PATHOLOGICAL-CHANGES IN THE LONG-TERM TRANSPLANTED HEART - A MORPHOMETRIC STUDY OF MYOCARDIAL HYPERTROPHY, VASCULARITY, AND FIBROSIS

Myocyte hypertrophy and myocardial fibrosis have been observed in transplanted human hearts, and both could potentially have an adverse effect on long-term cardiac function. There has been some concern that distant donor heart procurement and cyclosporine treatment increase the risk of these changes, but their incidence and severity have not been documented quantitatively in large numbers of cardiac transplant recipients. We used light microscopic morphometric methods to estimate myocardial collagen volume fraction and myocyte width in right ventricular endomyocardial biopsies from 95 recipients at 3 years posttransplantation, and electron microscopic stereology to estimate myocardial vascularity and myocyte myofibril content in 40 recipients, also at 3 years posttransplantation. We compared those with locally and distantly procured donor hearts (mean ischemic time 160 minutes) and cyclosporine versus noncyclosporine immunosuppression. Controls were pretransplant right ventricular biopsies from 20 donor hearts which were free of heart disease. We found no significant differences in myocardial collagen volume fractions. Myocyte hypertrophy was typical of all the transplant biopsies (mean myocyte width 20.2 μm, SD 3.0 in all transplants versus 11.8 μm, SD 2.2 in controls, P < 0.001), but distant donor procurement and cyclosporine had no significant effect.

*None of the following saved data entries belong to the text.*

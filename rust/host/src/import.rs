// This Source Code Form is subject to the terms of the Mozilla Public
// License, v. 2.0. If a copy of the MPL was not distributed with this
// file, You can obtain one at https://mozilla.org/MPL/2.0/.

//! Wall import pipeline
//!
//! An import moves through `Parsed → Validated → Committed | RolledBack`:
//!
//! 1. Segments are parsed from the plan's source.
//! 2. Batch preconditions (ids, levels, reference transform, height) are
//!    checked. A failure rejects every segment with the same reason.
//! 3. Each segment is validated on its own: too-short segments are skipped,
//!    segments with no mapped wall type fail.
//! 4. Accepted segments are created inside one grouped operation. A fault
//!    rolls the whole group back and every accepted segment is reported as
//!    failed with the fault message.

use crate::error::Result;
use crate::host::{HostDocument, WallPlacement};
use crate::transform::ReferenceTransform;
use bimjson_core::{read_segments, ThicknessKey, WallSegment};
use bimjson_messaging::{
    ElementId, ImportItemResult, ImportPlan, ImportReport, ReasonCode, SegmentSource, TypeMapping,
};
use nalgebra::Point3;
use rustc_hash::FxHashMap;
use std::borrow::Cow;

/// Segments shorter than this are treated as drafting noise
pub const DEFAULT_MIN_LENGTH_MM: f64 = 100.0;

/// Name of the grouped operation shown in the host's undo history
pub const DEFAULT_GROUP_NAME: &str = "Create Walls";

/// Tunables for [`import_walls`]
#[derive(Debug, Clone, PartialEq)]
pub struct ImportOptions {
    pub min_length_mm: f64,
    pub group_name: String,
}

impl Default for ImportOptions {
    fn default() -> Self {
        Self {
            min_length_mm: DEFAULT_MIN_LENGTH_MM,
            group_name: DEFAULT_GROUP_NAME.to_string(),
        }
    }
}

/// Import the plan's segments as walls into `doc`
///
/// Per-segment outcomes, batch precondition failures and rolled-back
/// creations are all reported through the returned [`ImportReport`]. `Err`
/// is returned only when a host query faults before the commit stage.
pub fn import_walls<D>(doc: &mut D, plan: &ImportPlan, options: &ImportOptions) -> Result<ImportReport>
where
    D: HostDocument + ?Sized,
{
    let segments: Cow<'_, [WallSegment]> = match &plan.source {
        SegmentSource::Path(path) => Cow::Owned(read_segments(path)),
        SegmentSource::Segments(segments) => Cow::Borrowed(segments.as_slice()),
    };
    if segments.is_empty() {
        tracing::info!("No wall segments to import");
        return Ok(ImportReport::default());
    }

    let frame = match resolve_frame(&*doc, plan)? {
        Ok(frame) => frame,
        Err((reason, message)) => {
            tracing::warn!(reason = %reason, segments = segments.len(), "{}", message);
            return Ok(reject_batch(&segments, reason, message));
        }
    };

    let mapping = build_type_mapping(&plan.mappings);

    let mut report = ImportReport::default();
    let mut accepted = Vec::new();
    for segment in segments.iter() {
        let length_mm = segment.length_mm();
        if length_mm < options.min_length_mm {
            report.record(ImportItemResult::skipped(
                &segment.id,
                ReasonCode::DegenerateLine,
                format!("Length {:.0} mm < {} mm.", length_mm, options.min_length_mm),
            ));
            continue;
        }
        match mapping.get(&segment.thickness_key()) {
            Some(&wall_type) => accepted.push((segment, wall_type)),
            None => report.record(ImportItemResult::failed(
                &segment.id,
                ReasonCode::MissingMapping,
                format!("No wall type for thickness {} cm.", segment.thickness_cm),
            )),
        }
    }

    if accepted.is_empty() {
        tracing::info!(skipped = report.skipped, failed = report.failed, "No segments accepted for creation");
        return Ok(report);
    }

    match create_batch(doc, &frame, &accepted, &options.group_name) {
        Ok(items) => report.extend(items),
        Err(fault) => {
            tracing::warn!(error = %fault, accepted = accepted.len(), "Wall creation rolled back");
            let message = fault.to_string();
            report.extend(accepted.iter().map(|(segment, _)| {
                ImportItemResult::failed(&segment.id, ReasonCode::Exception, message.clone())
            }));
        }
    }

    tracing::info!(
        created = report.created,
        skipped = report.skipped,
        failed = report.failed,
        "Wall import finished"
    );
    Ok(report)
}

/// Resolved levels, height and reference placement shared by every wall
#[derive(Debug, Clone)]
struct PlacementFrame {
    base_level: ElementId,
    top_level: ElementId,
    height: f64,
    transform: ReferenceTransform,
}

impl PlacementFrame {
    fn place<D: HostDocument + ?Sized>(
        &self,
        doc: &D,
        segment: &WallSegment,
        wall_type: ElementId,
    ) -> WallPlacement {
        let to_host = |x: f64, y: f64| {
            self.transform
                .apply(&Point3::new(doc.mm_to_internal(x), doc.mm_to_internal(y), 0.0))
        };
        WallPlacement {
            start: to_host(segment.a.x, segment.a.y),
            end: to_host(segment.b.x, segment.b.y),
            wall_type,
            base_level: self.base_level,
            top_level: self.top_level,
            height: self.height,
        }
    }
}

type Rejection = (ReasonCode, &'static str);

/// Batch preconditions, checked in order
///
/// The outer `Result` carries host faults, the inner one a rejection.
fn resolve_frame<D>(doc: &D, plan: &ImportPlan) -> Result<std::result::Result<PlacementFrame, Rejection>>
where
    D: HostDocument + ?Sized,
{
    let ids = (
        ElementId::parse(&plan.reference_id),
        ElementId::parse(&plan.base_level_id),
        ElementId::parse(&plan.top_level_id),
    );
    let (reference_id, base_id, top_id) = match ids {
        (Some(reference), Some(base), Some(top)) => (reference, base, top),
        _ => {
            return Ok(Err((
                ReasonCode::InvalidId,
                "Invalid level or reference element id.",
            )))
        }
    };

    let (base, top) = match (doc.level(base_id)?, doc.level(top_id)?) {
        (Some(base), Some(top)) => (base, top),
        _ => return Ok(Err((ReasonCode::LevelNotFound, "Base or top level not found."))),
    };

    if top.elevation_ft < base.elevation_ft {
        return Ok(Err((
            ReasonCode::TopBelowBase,
            "Top level elevation is below base level.",
        )));
    }

    let transform = match doc.reference_transform(reference_id)? {
        Some(transform) => transform,
        None => {
            return Ok(Err((
                ReasonCode::CadTransform,
                "Could not resolve the reference object transform.",
            )))
        }
    };

    let height = top.elevation_ft - base.elevation_ft;
    if height.is_nan() || height <= 0.0 {
        return Ok(Err((ReasonCode::DegenerateHeight, "Wall height must be positive.")));
    }

    Ok(Ok(PlacementFrame {
        base_level: base_id,
        top_level: top_id,
        height,
        transform,
    }))
}

/// Thickness → wall type lookup keyed the same way segments are grouped
///
/// Rows with an unparsable wall type id are dropped; a later row for the
/// same thickness replaces an earlier one.
pub fn build_type_mapping(rows: &[TypeMapping]) -> FxHashMap<ThicknessKey, ElementId> {
    let mut mapping = FxHashMap::default();
    for row in rows {
        match ElementId::parse(&row.wall_type_id) {
            Some(wall_type) => {
                mapping.insert(ThicknessKey::from_cm(row.thickness_cm), wall_type);
            }
            None => tracing::debug!(
                thickness_cm = row.thickness_cm,
                wall_type_id = %row.wall_type_id,
                "Ignoring mapping with invalid wall type id"
            ),
        }
    }
    mapping
}

fn reject_batch(segments: &[WallSegment], reason: ReasonCode, message: &str) -> ImportReport {
    let mut report = ImportReport::default();
    report.extend(
        segments
            .iter()
            .map(|segment| ImportItemResult::failed(&segment.id, reason, message)),
    );
    report
}

/// Create every accepted segment inside one grouped operation
fn create_batch<D>(
    doc: &mut D,
    frame: &PlacementFrame,
    accepted: &[(&WallSegment, ElementId)],
    group_name: &str,
) -> Result<Vec<ImportItemResult>>
where
    D: HostDocument + ?Sized,
{
    let mut group = MutationGroup::begin(doc, group_name)?;
    let mut items = Vec::with_capacity(accepted.len());

    for (segment, wall_type) in accepted {
        let placement = frame.place(&*group.document(), segment, *wall_type);
        match group.document().create_wall(&placement)? {
            Some(created_id) => items.push(ImportItemResult::created(&segment.id, created_id)),
            None => {
                tracing::debug!(segment = %segment.id, "Host declined wall creation");
                items.push(ImportItemResult::failed(
                    &segment.id,
                    ReasonCode::CreateFailed,
                    "Wall creation returned no element.",
                ));
            }
        }
    }

    group.commit()?;
    Ok(items)
}

/// Open grouped operation on a document
///
/// Dropping the guard without [`MutationGroup::commit`] rolls the group
/// back, including when unwinding from a panic.
pub struct MutationGroup<'a, D: HostDocument + ?Sized> {
    doc: &'a mut D,
    committed: bool,
}

impl<'a, D: HostDocument + ?Sized> MutationGroup<'a, D> {
    pub fn begin(doc: &'a mut D, name: &str) -> Result<Self> {
        doc.begin_group(name)?;
        Ok(Self {
            doc,
            committed: false,
        })
    }

    pub fn document(&mut self) -> &mut D {
        self.doc
    }

    /// Commit; on failure the guard still rolls back when dropped
    pub fn commit(mut self) -> Result<()> {
        self.doc.commit_group()?;
        self.committed = true;
        Ok(())
    }
}

impl<D: HostDocument + ?Sized> Drop for MutationGroup<'_, D> {
    fn drop(&mut self) {
        if self.committed {
            return;
        }
        if let Err(err) = self.doc.rollback_group() {
            tracing::error!(error = %err, "Failed to roll back grouped operation");
        }
    }
}
// This Source Code Form is subject to the terms of the Mozilla Public
// License, v. 2.0. If a copy of the MPL was not distributed with this
// file, You can obtain one at https://mozilla.org/MPL/2.0/.

//! Length conversion between source millimeters and host internal feet

/// Millimeters in one international foot
pub const MM_PER_FOOT: f64 = 304.8;

#[inline]
pub fn mm_to_feet(mm: f64) -> f64 {
    mm / MM_PER_FOOT
}

#[inline]
pub fn feet_to_mm(feet: f64) -> f64 {
    feet * MM_PER_FOOT
}
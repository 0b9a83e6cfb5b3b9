// This Source Code Form is subject to the terms of the Mozilla Public
// License, v. 2.0. If a copy of the MPL was not distributed with this
// file, You can obtain one at https://mozilla.org/MPL/2.0/.

//! Host-thread executor
//!
//! The host wakes the executor on its API thread whenever the bridge signals
//! work. Each activation takes the current request, dispatches it by kind and
//! completes it through the bridge. Faults and panics are turned into
//! `EXCEPTION` responses so nothing escapes into the host's event loop.

use crate::error::{HostError, Result};
use crate::host::{HostApplication, HostDocument};
use crate::import::{import_walls, ImportOptions};
use bimjson_messaging::{
    CorrelationId, Diagnostic, DiagnosticCode, Dispatcher, ElementId, ReferenceInfo, RequestBody,
    Response, ResponsePayload, SelectableData,
};
use std::any::Any;
use std::panic::{catch_unwind, AssertUnwindSafe};
use std::sync::Arc;

/// Name used for picked elements the document cannot describe
const FALLBACK_REFERENCE_NAME: &str = "CAD";

/// Drains the bridge on the host thread
pub struct HostExecutor {
    bridge: Arc<Dispatcher>,
    options: ImportOptions,
}

impl HostExecutor {
    pub fn new(bridge: Arc<Dispatcher>) -> Self {
        Self::with_options(bridge, ImportOptions::default())
    }

    pub fn with_options(bridge: Arc<Dispatcher>, options: ImportOptions) -> Self {
        Self { bridge, options }
    }

    /// Handle one wake-up from the host
    ///
    /// Returns whether a request was taken. Must only be called on the host
    /// thread.
    pub fn on_activation<A: HostApplication>(&self, app: &mut A) -> bool {
        let Some(request) = self.bridge.take_current() else {
            tracing::trace!("Idle wake");
            return false;
        };
        let Some(correlation_id) = request.correlation_id else {
            tracing::warn!(kind = request.body.kind(), "Dropping request without correlation id");
            return true;
        };

        let kind = request.body.kind().to_string();
        tracing::debug!(%correlation_id, kind = %kind, "Dispatching request");

        let outcome = catch_unwind(AssertUnwindSafe(|| {
            self.dispatch(app, correlation_id, request.body)
        }));

        match outcome {
            Ok(Ok(mut response)) => {
                response.correlation_id = correlation_id;
                tracing::info!(
                    %correlation_id,
                    kind = %kind,
                    success = response.success,
                    code = ?response.code(),
                    "Request handled"
                );
                self.bridge.complete(correlation_id, response);
            }
            Ok(Err(fault)) => {
                tracing::warn!(%correlation_id, kind = %kind, error = %fault, "Request faulted");
                self.bridge.fail(correlation_id, fault);
            }
            Err(panic) => {
                let fault = HostError::Panicked(panic_message(panic.as_ref()));
                tracing::error!(%correlation_id, kind = %kind, error = %fault, "Request handler panicked");
                self.bridge.fail(correlation_id, fault);
            }
        }
        true
    }

    fn dispatch<A: HostApplication>(
        &self,
        app: &mut A,
        correlation_id: CorrelationId,
        body: RequestBody,
    ) -> Result<Response> {
        if app.active_document().is_none() {
            return Ok(Response::failure(
                correlation_id,
                Diagnostic::error(DiagnosticCode::NoDocument, "No active document."),
            ));
        }

        match body {
            RequestBody::FetchSelectableData => {
                let data = match app.active_document() {
                    Some(doc) => selectable_data(&*doc)?,
                    None => SelectableData::default(),
                };
                Ok(Response::success(
                    correlation_id,
                    ResponsePayload::SelectableData(data),
                ))
            }
            RequestBody::PickReference => match app.pick_reference()? {
                Some(id) => {
                    let info = describe_reference(app.active_document(), id)?;
                    Ok(Response::success(correlation_id, ResponsePayload::Reference(info)))
                }
                None => Ok(Response::failure(
                    correlation_id,
                    Diagnostic::warning(
                        DiagnosticCode::Cancelled,
                        "Selection cancelled or invalid.",
                    ),
                )),
            },
            RequestBody::ImportSegments(None) => Ok(Response::failure(
                correlation_id,
                Diagnostic::error(DiagnosticCode::NoPayload, "Import payload is missing."),
            )),
            RequestBody::ImportSegments(Some(plan)) => {
                let doc = app
                    .active_document()
                    .ok_or_else(|| HostError::Unavailable("active document closed".to_string()))?;
                let report = import_walls(doc, &plan, &self.options)?;
                Ok(Response::success(
                    correlation_id,
                    ResponsePayload::ImportReport(report),
                ))
            }
            RequestBody::Unrecognized(kind) => Ok(Response::failure(
                correlation_id,
                Diagnostic::error(
                    DiagnosticCode::UnknownRequest,
                    format!("Unknown request type '{}'.", kind),
                ),
            )),
        }
    }
}

/// Levels sorted by elevation, wall types and reference objects
fn selectable_data<D: HostDocument + ?Sized>(doc: &D) -> Result<SelectableData> {
    let mut levels = doc.levels()?;
    levels.sort_by(|a, b| a.elevation_ft.total_cmp(&b.elevation_ft));
    Ok(SelectableData {
        levels,
        wall_types: doc.wall_types()?,
        references: doc.references()?,
    })
}

fn describe_reference<D: HostDocument>(doc: Option<&mut D>, id: ElementId) -> Result<ReferenceInfo> {
    let known = match doc {
        Some(doc) => doc.reference(id)?,
        None => None,
    };
    Ok(known.unwrap_or_else(|| ReferenceInfo {
        id,
        name: FALLBACK_REFERENCE_NAME.to_string(),
        unique_id: String::new(),
    }))
}

fn panic_message(panic: &(dyn Any + Send)) -> String {
    if let Some(message) = panic.downcast_ref::<&str>() {
        message.to_string()
    } else if let Some(message) = panic.downcast_ref::<String>() {
        message.clone()
    } else {
        "unknown panic".to_string()
    }
}
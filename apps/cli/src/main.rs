// This Source Code Form is subject to the terms of the Mozilla Public
// License, v. 2.0. If a copy of the MPL was not distributed with this
// file, You can obtain one at https://mozilla.org/MPL/2.0/.

//! bimjson-import - import BIMJSON wall segments through the host bridge.
//!
//! Reads a BIMJSON/GeoJSON document, prints its thickness groups and runs a
//! full import against an in-memory host document:
//!
//! 1. One wall type is created per thickness group, plus two levels and a
//!    reference object at the origin.
//! 2. The host executor runs on its own thread, woken by the bridge.
//! 3. `fetch-selectable-data` and `import-segments` requests are issued
//!    through the bridge and the import report is printed.

use anyhow::{bail, Context, Result};
use bimjson_core::{group_by_thickness, read_segments, ThicknessGroup};
use bimjson_host::memory::{InMemoryDocument, InMemoryHost};
use bimjson_host::{mm_to_feet, ImportOptions, ReferenceTransform};
use bimjson_messaging::{
    ElementId, ImportPlan, ImportReport, RequestBody, SegmentSource, SelectableData, TypeMapping,
};
use clap::Parser;
use std::path::PathBuf;

mod config;
mod session;

use config::{Config, LogFormat};
use session::HostSession;

const BASE_LEVEL_ID: i64 = 1;
const TOP_LEVEL_ID: i64 = 2;
const REFERENCE_ID: i64 = 500;
const FIRST_WALL_TYPE_ID: i64 = 1000;

/// Command-line arguments for bimjson-import
#[derive(Parser, Debug)]
#[command(name = "bimjson-import")]
#[command(about = "Import BIMJSON wall segments into an in-memory host document")]
#[command(version)]
struct Args {
    /// BIMJSON or GeoJSON FeatureCollection to import
    path: PathBuf,

    /// Elevation of the base level in millimeters
    #[arg(long, default_value_t = 0.0, allow_negative_numbers = true)]
    base_elevation_mm: f64,

    /// Elevation of the top level in millimeters
    #[arg(long, default_value_t = 3000.0, allow_negative_numbers = true)]
    top_elevation_mm: f64,

    /// Only print the thickness groups
    #[arg(long)]
    groups_only: bool,

    /// Print results as JSON
    #[arg(long)]
    json: bool,
}

#[tokio::main]
async fn main() -> Result<()> {
    let config = Config::from_env();
    init_tracing(config.log_format);

    let args = Args::parse();
    tracing::info!(
        path = %args.path.display(),
        timeout_secs = config.request_timeout_secs,
        min_wall_length_mm = config.min_wall_length_mm,
        "Starting BIMJSON import"
    );

    let segments = read_segments(&args.path);
    let groups = group_by_thickness(&segments);
    tracing::info!(segments = segments.len(), groups = groups.len(), "Document parsed");

    if args.groups_only {
        return print_groups(&groups, args.json);
    }
    if segments.is_empty() {
        bail!("No wall segments found in {}", args.path.display());
    }

    let host = InMemoryHost::new(build_document(&args, &groups));
    let options = ImportOptions {
        min_length_mm: config.min_wall_length_mm,
        ..ImportOptions::default()
    };
    let session = HostSession::start(host, options, config.request_timeout())?;

    let selectable = session.request(RequestBody::FetchSelectableData).await?;
    let data = match selectable.selectable_data() {
        Some(data) if selectable.success => data.clone(),
        _ => bail!("Host refused to list selectable data: {:?}", selectable.diagnostics),
    };

    let plan = build_plan(&data, &groups, SegmentSource::Segments(segments))?;
    let response = session
        .request(RequestBody::ImportSegments(Some(plan)))
        .await
        .context("Import request failed")?;
    let report = match response.import_report() {
        Some(report) if response.success => report.clone(),
        _ => bail!("Import was rejected: {:?}", response.diagnostics),
    };

    let host = session.stop()?;
    if let Some(doc) = host.document() {
        tracing::info!(walls = doc.walls().len(), "Host document updated");
    }

    print_report(&groups, &report, args.json)
}

fn init_tracing(format: LogFormat) {
    let filter = tracing_subscriber::EnvFilter::try_from_default_env()
        .unwrap_or_else(|_| "info,bimjson=debug".into());
    let builder = tracing_subscriber::fmt()
        .with_env_filter(filter)
        .with_writer(std::io::stderr);
    match format {
        LogFormat::Pretty => builder.pretty().init(),
        LogFormat::Json => builder.json().init(),
    }
}

fn wall_type_name(thickness_cm: f64) -> String {
    format!("Generic {} cm", thickness_cm)
}

/// Two levels, one wall type per thickness group and a reference at the origin
fn build_document(args: &Args, groups: &[ThicknessGroup]) -> InMemoryDocument {
    let doc = InMemoryDocument::new()
        .with_level(ElementId(BASE_LEVEL_ID), "Base", mm_to_feet(args.base_elevation_mm))
        .with_level(ElementId(TOP_LEVEL_ID), "Top", mm_to_feet(args.top_elevation_mm))
        .with_reference(ElementId(REFERENCE_ID), "Source", ReferenceTransform::identity());

    groups
        .iter()
        .zip(FIRST_WALL_TYPE_ID..)
        .fold(doc, |doc, (group, id)| {
            doc.with_wall_type(
                ElementId(id),
                &wall_type_name(group.thickness_cm),
                mm_to_feet(group.thickness_cm * 10.0),
            )
        })
}

/// Map each thickness group to the wall type of the same name
fn build_plan(data: &SelectableData, groups: &[ThicknessGroup], source: SegmentSource) -> Result<ImportPlan> {
    let reference = data
        .references
        .first()
        .context("Host document has no reference object")?;
    let base = data
        .levels
        .iter()
        .find(|level| level.id == ElementId(BASE_LEVEL_ID))
        .context("Base level missing")?;
    let top = data
        .levels
        .iter()
        .find(|level| level.id == ElementId(TOP_LEVEL_ID))
        .context("Top level missing")?;

    let mappings = groups
        .iter()
        .filter_map(|group| {
            let name = wall_type_name(group.thickness_cm);
            data.wall_types
                .iter()
                .find(|wall_type| wall_type.name == name)
                .map(|wall_type| TypeMapping {
                    thickness_cm: group.thickness_cm,
                    wall_type_id: wall_type.id.to_string(),
                })
        })
        .collect();

    Ok(ImportPlan {
        source,
        reference_id: reference.id.to_string(),
        base_level_id: base.id.to_string(),
        top_level_id: top.id.to_string(),
        mappings,
    })
}

fn print_groups(groups: &[ThicknessGroup], json: bool) -> Result<()> {
    if json {
        println!("{}", serde_json::to_string_pretty(groups)?);
        return Ok(());
    }
    println!("{:>14}  {:>6}", "thickness (cm)", "count");
    for group in groups {
        println!("{:>14.2}  {:>6}", group.thickness_cm, group.count);
    }
    Ok(())
}

fn print_report(groups: &[ThicknessGroup], report: &ImportReport, json: bool) -> Result<()> {
    if json {
        let output = serde_json::json!({ "groups": groups, "report": report });
        println!("{}", serde_json::to_string_pretty(&output)?);
        return Ok(());
    }

    print_groups(groups, false)?;
    println!();
    println!(
        "created {}, skipped {}, failed {}",
        report.created, report.skipped, report.failed
    );
    for item in &report.items {
        match (&item.created_id, &item.reason) {
            (Some(id), _) => println!("  {:<16} created  #{}", item.source_id, id),
            (None, Some(reason)) => println!(
                "  {:<16} {:<8} {} {}",
                item.source_id,
                format!("{:?}", item.status).to_lowercase(),
                reason,
                item.message
            ),
            (None, None) => println!("  {:<16} {:?}", item.source_id, item.status),
        }
    }
    Ok(())
}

There were significant reductions of myofibril volume fraction in the transplants, which raises the possibility of gradual decompensation in some patients. There were no significant differences in myocardial vascularity, although a few patients were well below the control range. We conclude that distant donor heart procurement, with ischemic times averaging less than 3 hours, and cyclosporine treatment are not responsible for significant hypertrophy or fibrosis in most transplants. Hypertrophy is typical of the transplanted heart, and it is possible that associated abnormalities might have an effect on cardiac function in some long-term survivors. © 1990.